*** Begin section ***
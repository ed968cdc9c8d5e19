use chrono::NaiveDate;
use quick_xml::events::Event;
use quick_xml::Reader;
use rust_decimal::Decimal;
use std::io::BufRead;
use thiserror::Error;

#[derive(Debug, Error)]
pub enum DecodeError {
    #[error("XML error: {0}")]
    Xml(String),
    #[error("invalid amount '{0}'")]
    InvalidAmount(String),
    #[error("invalid date '{0}'")]
    InvalidDate(String),
    #[error("unknown credit/debit indicator '{0}'")]
    InvalidIndicator(String),
    #[error("statement entry is missing {0}")]
    MissingField(&'static str),
}

/// One transaction entry as a camt.053 document presents it, before
/// normalization into a bookkeeping record.
#[derive(Debug, Clone, PartialEq)]
pub struct StatementEntry {
    /// The opposite party of the movement: the creditor for debit entries,
    /// the debtor for credit entries. Absent when the bank omits the name.
    pub counterparty: Option<String>,
    /// Unstructured remittance lines (`Ustrd`), in document order.
    pub purpose: Vec<String>,
    pub booking_date: NaiveDate,
    /// Signed amount: debit entries are negative.
    pub amount: Decimal,
    /// Currency code from `Amt/@Ccy`.
    pub currency: String,
}

#[derive(Debug, Clone, Copy, PartialEq, Eq)]
enum Direction {
    Credit,
    Debit,
}

/// Accumulates one `Ntry` while the reader walks through it.
#[derive(Default)]
struct BuildingEntry {
    debtor: Option<String>,
    creditor: Option<String>,
    purpose: Vec<String>,
    booking_date: Option<NaiveDate>,
    value_date: Option<NaiveDate>,
    amount: Option<Decimal>,
    currency: Option<String>,
    direction: Option<Direction>,
}

impl BuildingEntry {
    fn finish(self) -> Result<StatementEntry, DecodeError> {
        let amount = self.amount.ok_or(DecodeError::MissingField("Amt"))?;
        let currency = self.currency.ok_or(DecodeError::MissingField("Amt/@Ccy"))?;
        let direction = self
            .direction
            .ok_or(DecodeError::MissingField("CdtDbtInd"))?;
        // Booking date, with the value date as fallback for statements
        // that omit it.
        let booking_date = self
            .booking_date
            .or(self.value_date)
            .ok_or(DecodeError::MissingField("BookgDt"))?;

        let (amount, counterparty) = match direction {
            Direction::Credit => (amount, self.debtor),
            Direction::Debit => (-amount, self.creditor),
        };

        Ok(StatementEntry {
            counterparty,
            purpose: self.purpose,
            booking_date,
            amount,
            currency,
        })
    }
}

/// Decodes a camt.053 document into its statement entries, in document
/// order. Any malformed construct is a hard error; entries are never
/// silently skipped.
pub fn read_document<R: BufRead>(r: R) -> Result<Vec<StatementEntry>, DecodeError> {
    let mut reader = Reader::from_reader(r);
    reader.trim_text(true);

    let mut entries = Vec::new();
    let mut pending: Option<BuildingEntry> = None;

    // Cursor flags for the elements whose text we care about.
    let mut in_amt = false;
    let mut amt_ccy: Option<String> = None;
    let mut in_cdt_dbt = false;
    let mut in_bookg_dt = false;
    let mut in_val_dt = false;
    let mut in_dt = false;
    let mut in_rltd_pties = false;
    let mut in_dbtr = false;
    let mut in_cdtr = false;
    let mut in_nm = false;
    let mut in_ustrd = false;

    let mut buf = Vec::new();

    loop {
        match reader.read_event_into(&mut buf) {
            Ok(Event::Start(e)) => match e.local_name().as_ref() {
                b"Ntry" => pending = Some(BuildingEntry::default()),
                b"Amt" => {
                    in_amt = true;
                    amt_ccy = None;
                    for a in e.attributes().flatten() {
                        if a.key.as_ref() == b"Ccy" {
                            if let Ok(v) = String::from_utf8(a.value.into_owned()) {
                                amt_ccy = Some(v);
                            }
                        }
                    }
                }
                b"CdtDbtInd" => in_cdt_dbt = true,
                b"BookgDt" => in_bookg_dt = true,
                b"ValDt" => in_val_dt = true,
                b"Dt" | b"DtTm" => in_dt = true,
                b"RltdPties" => in_rltd_pties = true,
                b"Dbtr" => in_dbtr = in_rltd_pties,
                b"Cdtr" => in_cdtr = in_rltd_pties,
                b"Nm" => in_nm = true,
                b"Ustrd" => in_ustrd = true,
                _ => {}
            },
            Ok(Event::Text(t)) => {
                let text = t
                    .unescape()
                    .map_err(|e| DecodeError::Xml(e.to_string()))?
                    .to_string();

                if let Some(ref mut entry) = pending {
                    if in_amt {
                        // Only the entry-level <Amt>; nested transaction
                        // detail amounts are ignored.
                        if entry.amount.is_none() {
                            entry.amount = Some(parse_amount(&text)?);
                            entry.currency = amt_ccy.take();
                        }
                    } else if in_cdt_dbt {
                        if entry.direction.is_none() {
                            entry.direction = Some(parse_indicator(&text)?);
                        }
                    } else if in_bookg_dt && in_dt {
                        entry.booking_date = Some(parse_iso_date(&text)?);
                    } else if in_val_dt && in_dt {
                        entry.value_date = Some(parse_iso_date(&text)?);
                    } else if in_nm && in_dbtr {
                        if entry.debtor.is_none() {
                            entry.debtor = Some(text);
                        }
                    } else if in_nm && in_cdtr {
                        if entry.creditor.is_none() {
                            entry.creditor = Some(text);
                        }
                    } else if in_ustrd {
                        entry.purpose.push(text);
                    }
                }
            }
            Ok(Event::End(e)) => match e.local_name().as_ref() {
                b"Ntry" => {
                    if let Some(entry) = pending.take() {
                        entries.push(entry.finish()?);
                    }
                }
                b"Amt" => in_amt = false,
                b"CdtDbtInd" => in_cdt_dbt = false,
                b"BookgDt" => in_bookg_dt = false,
                b"ValDt" => in_val_dt = false,
                b"Dt" | b"DtTm" => in_dt = false,
                b"RltdPties" => in_rltd_pties = false,
                b"Dbtr" => in_dbtr = false,
                b"Cdtr" => in_cdtr = false,
                b"Nm" => in_nm = false,
                b"Ustrd" => in_ustrd = false,
                _ => {}
            },
            Ok(Event::Eof) => break,
            Err(e) => return Err(DecodeError::Xml(e.to_string())),
            _ => {}
        }
        buf.clear();
    }

    Ok(entries)
}

pub fn read_str(xml: &str) -> Result<Vec<StatementEntry>, DecodeError> {
    read_document(xml.as_bytes())
}

fn parse_amount(s: &str) -> Result<Decimal, DecodeError> {
    Decimal::from_str_exact(s)
        .or_else(|_| s.parse())
        .map_err(|_| DecodeError::InvalidAmount(s.to_string()))
}

fn parse_indicator(s: &str) -> Result<Direction, DecodeError> {
    match s {
        "CRDT" => Ok(Direction::Credit),
        "DBIT" => Ok(Direction::Debit),
        other => Err(DecodeError::InvalidIndicator(other.to_string())),
    }
}

/// Accepts both `Dt` (plain date) and `DtTm` (timestamp) content.
fn parse_iso_date(s: &str) -> Result<NaiveDate, DecodeError> {
    let day = s.get(..10).unwrap_or(s);
    NaiveDate::parse_from_str(day, "%Y-%m-%d").map_err(|_| DecodeError::InvalidDate(s.to_string()))
}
*** End section ***
_Prompt:_ Above are some lines. Repeat exactly, and only, those from the line that has "reader.trim_text(true);" through the line that has "let mut amt_ccy: Option<String> = None;".

_Output of the exercise:_
    reader.trim_text(true);

    let mut entries = Vec::new();
    let mut pending: Option<BuildingEntry> = None;

    // Cursor flags for the elements whose text we care about.
    let mut in_amt = false;
    let mut amt_ccy: Option<String> = None;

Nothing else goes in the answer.